In doing so, he’ll also make himself more effective against righthanders, who hit .322/.393/.421 against him this year.
Once fully developed, the pitch will allow Sharp to start “making X’s” at the bottom of the zone. That is, he’ll have two pitches that follow the same path for most of their journey to the plate but move in opposite directions at the very end.
Some pitchers throw the kitchen sink at hitters. Sharp prefers to use his sink to get in hitters’ kitchens.
— Giants catcher Joey Bart's season is over after a hit by pitch on Tuesday resulted in a fractured thumb. The injury, first reported by MLB.com, will not require surgery but will take 4-6 weeks to heal. Bart was slated to play in the upcoming Fall Stars Game.
— A pair of power-armed righthanders showed their stuff on Wednesday.
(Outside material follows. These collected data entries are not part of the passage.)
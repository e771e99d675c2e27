//! Storage trait definitions for agent tallies
//!
//! `CounterStore` is the only persistence seam. A store holds one
//! [`AgentDocument`] per agent and replaces it wholesale on `save`, which is
//! how the domain layer keeps counters, reset markers and the activity log
//! consistent with each other.
//!
//! All methods are async and backend-agnostic. An in-memory fake is provided
//! for testing via the `fakes` module.

use async_trait::async_trait;

use crate::error::StorageError;
use crate::schema::AgentDocument;

/// Result type for storage operations
pub type StorageResult<T> = std::result::Result<T, StorageError>;

/// Durable per-agent document store.
///
/// Guarantees:
/// - `save(doc)` replaces the stored document for `doc.agent_id` atomically:
///   a reader sees either the previous document or the new one, never a mix.
/// - `load(agent_id)` returns `None` for agents never saved, and upgrades
///   older schema versions on the way out.
/// - `list_agents()` returns every saved agent id in ascending order.
#[async_trait]
pub trait CounterStore: Send + Sync {
    /// Load the document for an agent, if one was ever saved.
    async fn load(&self, agent_id: &str) -> StorageResult<Option<AgentDocument>>;

    /// Replace the stored document for `doc.agent_id`.
    async fn save(&self, doc: &AgentDocument) -> StorageResult<()>;

    /// List agent ids with a stored document.
    async fn list_agents(&self) -> StorageResult<Vec<String>>;
}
Rangers righthander A.J. Alexy, who missed all but a month of the regular season with a strained lat muscle, sat in the upper 90s in the first inning against Mesa before settling into the mid-90s later in the outing. He finished with three strikeouts in three, one-run innings.
— In the nightcap, Twins righthander Dakota Chalmers showed flashes of dominant stuff in between bouts of wildness. Chalmers, who finished his recovery from the Tommy John surgery he had in 2018, fronted a three-pitch mix with a mid-90s fastball that featured wicked two-seam life and a changeup with action that at times mirrored the fastball. He backed up both of those pitches with a mid-70s curveball that was inconsistent but had power downer action at its best.
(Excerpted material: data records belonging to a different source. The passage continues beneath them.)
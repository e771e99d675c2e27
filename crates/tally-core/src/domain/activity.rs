//! Typed activity events and their storage mapping.

use chrono::{DateTime, Utc};
use serde::{Deserialize, Serialize};
use tally_state::{ActivityRow, StorageError};
use uuid::Uuid;

use super::ids::LeadId;

/// Metadata captured when a lead is assigned.
#[derive(Debug, Clone, Default, PartialEq, Serialize, Deserialize)]
pub struct LeadMetadata {
    #[serde(default)]
    pub name: Option<String>,
    #[serde(default)]
    pub premium: f64,
    #[serde(default)]
    pub source: Option<String>,
    #[serde(default)]
    pub stage: Option<String>,
}

/// What happened, with the fields that belong to that kind of activity.
///
/// Serialized with a `type` tag; the tag doubles as the stored activity kind.
#[derive(Debug, Clone, PartialEq, Serialize, Deserialize)]
#[serde(tag = "type", rename_all = "snake_case")]
pub enum ActivityKind {
    LeadAssigned(LeadMetadata),
    CallMade {
        duration_seconds: u64,
        connected: bool,
        #[serde(default)]
        notes: String,
    },
    StageChanged {
        old_stage: String,
        new_stage: String,
    },
    SaleCompleted {
        #[serde(default)]
        amount: f64,
        #[serde(default)]
        commission: f64,
    },
}

impl ActivityKind {
    /// Stored kind string (`lead_assigned`, `call_made`, ...).
    pub fn as_str(&self) -> &'static str {
        match self {
            ActivityKind::LeadAssigned(_) => "lead_assigned",
            ActivityKind::CallMade { .. } => "call_made",
            ActivityKind::StageChanged { .. } => "stage_changed",
            ActivityKind::SaleCompleted { .. } => "sale_completed",
        }
    }
}

/// One logged activity. Immutable once recorded.
#[derive(Debug, Clone, PartialEq, Serialize, Deserialize)]
pub struct ActivityEvent {
    pub id: Uuid,
    pub lead_id: LeadId,
    pub timestamp: DateTime<Utc>,
    pub kind: ActivityKind,
}

impl ActivityEvent {
    pub fn new(lead_id: LeadId, timestamp: DateTime<Utc>, kind: ActivityKind) -> Self {
        Self {
            id: Uuid::new_v4(),
            lead_id,
            timestamp,
            kind,
        }
    }

    /// Flatten into the stored row: the serde tag becomes `kind`, the rest `payload`.
    pub fn to_row(&self) -> Result<ActivityRow, StorageError> {
        let mut payload = serde_json::to_value(&self.kind)?;
        if let Some(obj) = payload.as_object_mut() {
            obj.remove("type");
        }
        Ok(ActivityRow {
            id: self.id.to_string(),
            kind: self.kind.as_str().to_string(),
            lead_id: self.lead_id.as_str().to_string(),
            timestamp: self.timestamp,
            payload,
        })
    }

    /// Rebuild a typed event from a stored row.
    pub fn from_row(agent_id: &str, row: ActivityRow) -> Result<Self, StorageError> {
        let corrupt = |reason: String| StorageError::CorruptDocument {
            agent_id: agent_id.to_string(),
            reason,
        };

        let mut payload = match row.payload {
            serde_json::Value::Object(map) => map,
            serde_json::Value::Null => serde_json::Map::new(),
            other => return Err(corrupt(format!("activity {} payload is {other}", row.id))),
        };
        payload.insert("type".to_string(), serde_json::Value::String(row.kind));

        let kind: ActivityKind = serde_json::from_value(serde_json::Value::Object(payload))
            .map_err(|e| corrupt(format!("activity {}: {e}", row.id)))?;
        let id = Uuid::parse_str(&row.id)
            .map_err(|e| corrupt(format!("activity id {}: {e}", row.id)))?;
        let lead_id = LeadId::parse(&row.lead_id)
            .map_err(|e| corrupt(format!("activity {}: {e}", row.id)))?;

        Ok(Self {
            id,
            lead_id,
            timestamp: row.timestamp,
            kind,
        })
    }
}

#[cfg(test)]
mod tests {
    use super::*;
    use serde_json::json;

    #[test]
    fn row_keeps_kind_out_of_payload() {
        let event = ActivityEvent::new(
            LeadId::from(7),
            Utc::now(),
            ActivityKind::CallMade {
                duration_seconds: 90,
                connected: true,
                notes: String::new(),
            },
        );
        let row = event.to_row().unwrap();
        assert_eq!(row.kind, "call_made");
        assert_eq!(row.payload["duration_seconds"], json!(90));
        assert!(row.payload.get("type").is_none());

        let back = ActivityEvent::from_row("Grant", row).unwrap();
        assert_eq!(back, event);
    }

    #[test]
    fn lead_metadata_sits_beside_the_tag() {
        let event = ActivityEvent::new(
            LeadId::from(42),
            Utc::now(),
            ActivityKind::LeadAssigned(LeadMetadata {
                name: Some("Acme Freight".to_string()),
                premium: 6500.0,
                source: Some("referral".to_string()),
                stage: Some("new".to_string()),
            }),
        );
        let row = event.to_row().unwrap();
        assert_eq!(row.payload["premium"], json!(6500.0));
        assert_eq!(row.payload["name"], json!("Acme Freight"));
    }

    #[test]
    fn unknown_kind_is_corrupt() {
        let row = ActivityRow {
            id: Uuid::new_v4().to_string(),
            kind: "email_sent".to_string(),
            lead_id: "1".to_string(),
            timestamp: Utc::now(),
            payload: json!({}),
        };
        let err = ActivityEvent::from_row("Grant", row).unwrap_err();
        assert!(matches!(err, StorageError::CorruptDocument { .. }));
    }

    #[test]
    fn legacy_lead_payload_without_optional_fields_decodes() {
        let row = ActivityRow {
            id: Uuid::new_v4().to_string(),
            kind: "lead_assigned".to_string(),
            lead_id: "9".to_string(),
            timestamp: Utc::now(),
            payload: json!({"premium": 800.0}),
        };
        let event = ActivityEvent::from_row("Carson", row).unwrap();
        match event.kind {
            ActivityKind::LeadAssigned(lead) => {
                assert_eq!(lead.premium, 800.0);
                assert!(lead.name.is_none());
            }
            other => panic!("unexpected kind {other:?}"),
        }
    }
}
— The evening game between Glendale and Salt River featured a pair of home runs from players with similar backgrounds. Rays outfielder Josh Lowe got the Rafters on the board early with a two-run bomb to right field off of White Sox lefty Bernardo Flores. Later in the game, D-backs outfield prospect Jake McCarthy put one out against White Sox righty Tyler Johnson. Both players have brothers in pro ball—Lowe's brother, Nate, plays for the Rays, and Jake's brother, Joe, was drafted by the Rays and dealt to the Giants this summer—and both players hit their homers on flat changeups.
— Royals outfield prospect Kyle Isbel showed opposite-field power against Mesa when he went with a 92 mph fastball from starter Keegan Thompson and shot it over the left-field fence at Sloan Park. Isbel went 2-for-4 in the game and is hitting .347 in the fall.